Example 3.3 of Ross's book on Introduction to Probability models is If X and Y are independent Poisson random variables with respective means λ1 and λ2, calculate the conditional expected value of X given that X +Y = n. And the solution is quite straight forward. Now, what if instead we had $P\{X|X+Y \ne n\}$? Can I just replace $P\{Y=\}$ with $1-P$?

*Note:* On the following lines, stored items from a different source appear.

//! Wires the store, the map surfaces, the report and the exports together.

use std::path::PathBuf;

use survey_map_cli_utils::{BusyIndicator, MultiProgress, alert};
use survey_map_export::{ExportPipeline, timestamp_millis};
use survey_map_map::memory::MemorySurfaceFactory;
use survey_map_map::{MapError, PrintLayoutSizes, PrintRequest, SurfaceController};
use survey_map_report::{ReportFrame, ReportLayout, compose_report};
use survey_map_state::{Action, ChangeSet, Store, SurveyState};
use survey_map_survey_models::{ReportMetadata, ViewMode};

use crate::config::Config;

/// One running survey session.
pub struct App {
    store: Store,
    surfaces: SurfaceController<MemorySurfaceFactory>,
    layout: Option<ReportLayout>,
    pipeline: ExportPipeline,
    multi: MultiProgress,
}

impl App {
    /// Starts a session with today's report metadata.
    ///
    /// # Errors
    ///
    /// * If the field surface cannot be created
    pub fn new(config: &Config, multi: MultiProgress) -> Result<Self, MapError> {
        Self::with_metadata(config, multi, ReportMetadata::default())
    }

    /// Starts a session with `metadata`.
    ///
    /// # Errors
    ///
    /// * If the field surface cannot be created
    pub fn with_metadata(
        config: &Config,
        multi: MultiProgress,
        metadata: ReportMetadata,
    ) -> Result<Self, MapError> {
        let mut app = Self {
            store: Store::new(SurveyState::new(metadata)),
            surfaces: SurfaceController::new(MemorySurfaceFactory),
            layout: None,
            pipeline: ExportPipeline::new(&config.output_dir),
            multi,
        };
        app.surfaces.sync(app.store.state(), &ChangeSet::NONE)?;
        app.dispatch(Action::ViewportResized {
            width: config.viewport_width,
        })?;
        Ok(app)
    }

    /// Current state.
    #[must_use]
    pub const fn state(&self) -> &SurveyState {
        self.store.state()
    }

    /// Applied actions, oldest first.
    #[must_use]
    pub fn history(&self) -> &[Action] {
        self.store.history()
    }

    /// The composed report while the print view is showing.
    #[must_use]
    pub const fn layout(&self) -> Option<&ReportLayout> {
        self.layout.as_ref()
    }

    /// The map surfaces.
    #[must_use]
    pub fn surfaces(&self) -> &SurfaceController<MemorySurfaceFactory> {
        &self.surfaces
    }

    /// Applies `action`, then brings the surfaces and report up to date.
    ///
    /// # Errors
    ///
    /// * If a map surface cannot be created
    pub fn dispatch(&mut self, action: Action) -> Result<ChangeSet, MapError> {
        let changes = self.store.dispatch(action);

        if self.state().view != ViewMode::Print {
            self.layout = None;
        }
        if let Some(request) = self.surfaces.sync(self.store.state(), &changes)? {
            self.build_report(request)?;
        }
        if let Some(layout) = self.layout.as_mut() {
            layout.display = ReportFrame::new(self.store.state().display_scale());
        }

        Ok(changes)
    }

    /// Lays the report maps out at their nominal sizes; the terminal has no
    /// containers to measure.
    fn build_report(&mut self, request: PrintRequest) -> Result<(), MapError> {
        let frame = self.surfaces.layout_ready(
            request.generation,
            PrintLayoutSizes::default(),
            self.store.state(),
        )?;
        if frame.is_none() {
            return Ok(());
        }
        if let Some(print) = self.surfaces.print() {
            self.layout = Some(compose_report(self.store.state(), print));
        }
        Ok(())
    }

    /// Writes a KMZ of the survey.
    pub async fn export_kmz(&mut self) -> Option<PathBuf> {
        let busy = BusyIndicator::start(&self.multi, "Packaging KMZ...");
        let result = self
            .pipeline
            .export_kmz(&mut self.store, timestamp_millis())
            .await;
        Self::report("KMZ", busy, result)
    }

    /// Writes a PNG of the report. Requires the print view.
    pub async fn export_image(&mut self) -> Option<PathBuf> {
        let Some(layout) = self.layout.as_mut() else {
            log::warn!("export_image: no report composed; open the print view first");
            return None;
        };
        let busy = BusyIndicator::start(&self.multi, "Rendering report image...");
        let result = self
            .pipeline
            .export_image(&mut self.store, layout, timestamp_millis())
            .await;
        Self::report("Image", busy, result)
    }

    /// Writes the printable HTML page. Requires the print view.
    pub async fn export_html(&mut self) -> Option<PathBuf> {
        let Some(layout) = self.layout.as_ref() else {
            log::warn!("export_html: no report composed; open the print view first");
            return None;
        };
        let busy = BusyIndicator::start(&self.multi, "Writing printable page...");
        let result = self.pipeline.export_html(layout, timestamp_millis()).await;
        Self::report("Print", busy, result.map(Some))
    }

    fn report(
        what: &str,
        busy: BusyIndicator,
        result: Result<Option<PathBuf>, survey_map_export::ExportError>,
    ) -> Option<PathBuf> {
        match result {
            Ok(Some(path)) => {
                busy.finish(&format!("{what} saved to {}", path.display()));
                Some(path)
            }
            Ok(None) => {
                busy.clear();
                None
            }
            Err(e) => {
                busy.clear();
                alert(&format!("{what} export failed: {e}"));
                None
            }
        }
    }
}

$ P\{X=k|X+Y=n\} = \frac{P\{X=k \ , \ X+Y=n\}}{P\{X+Y = n\}} = \frac{P\{X=k \ , \ Y=n-k\}}{P\{X+Y = n\}} = \frac{P\{X=k\} P\{Y=n - k\}}{P\{X+Y = n\}} $
$ P\{X=k|X+Y \ne n\} = \frac{P\{X=k \ , \ X+Y \ne n\}}{P\{X+Y \ne n\}} = \frac{P\{X=k \ , \ Y \ne n-k\}}{P\{X+Y \ne n\}} = \frac{P\{X=k\} P\{Y \ne n - k\}}{P\{X+Y \ne n\}} = \frac{P\{X=k\}(1-P\{Y = n-k\})}{1-P\{X+Y=n\}} $
Does that work? Thanks
Yes that seems to work.
You have a conditional distribution and since everything is Poisson distributed you can write the terms down.

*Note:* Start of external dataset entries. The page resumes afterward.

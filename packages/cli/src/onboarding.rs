//! First-launch walkthrough and its persisted "seen" flag.

use std::path::{Path, PathBuf};

/// Name of the flag file inside the data directory.
pub const GUIDE_SEEN_FILE: &str = "guide_seen";

/// Walkthrough steps shown on first launch.
pub const WALKTHROUGH_STEPS: [&str; 3] = [
    "Choose a survey mode",
    "Set the report title and legend",
    "Export at 1:25,000",
];

fn flag_path(data_dir: &Path) -> PathBuf {
    data_dir.join(GUIDE_SEEN_FILE)
}

/// Whether the walkthrough has been dismissed before.
#[must_use]
pub fn guide_seen(data_dir: &Path) -> bool {
    flag_path(data_dir).exists()
}

/// Records that the walkthrough was dismissed.
///
/// # Errors
///
/// * If the data directory or flag file cannot be written
pub fn mark_guide_seen(data_dir: &Path) -> std::io::Result<()> {
    std::fs::create_dir_all(data_dir)?;
    std::fs::write(flag_path(data_dir), b"true")
}

#[cfg(test)]
mod tests {
    use super::*;
    use std::fs;

    #[test]
    fn flag_round_trips_through_the_data_dir() {
        let tmp = std::env::temp_dir().join("survey_map_onboarding_test");
        let _ = fs::remove_dir_all(&tmp);

        assert!(!guide_seen(&tmp));
        mark_guide_seen(&tmp).unwrap();
        assert!(guide_seen(&tmp));

        let _ = fs::remove_dir_all(&tmp);
    }
}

For $0 \le k \le n$ it gives $${n \choose k}\frac{\lambda_1^k \left((n-k)!e^{\lambda_2}-\lambda_2^{n-k} \right) }{n!e^{(\lambda_1+\lambda_2)}-(\lambda_1+\lambda_2)^n }$$
For $k \gt n$ it gives $$\frac{\frac{1}{k!}\lambda_1^k }{e^{\lambda_1}-\frac{ 1}{n!}e^{-\lambda_2}(\lambda_1+\lambda_2)^n }$$
Summing over $k$ will give $1$. But it does not have a well known distribution.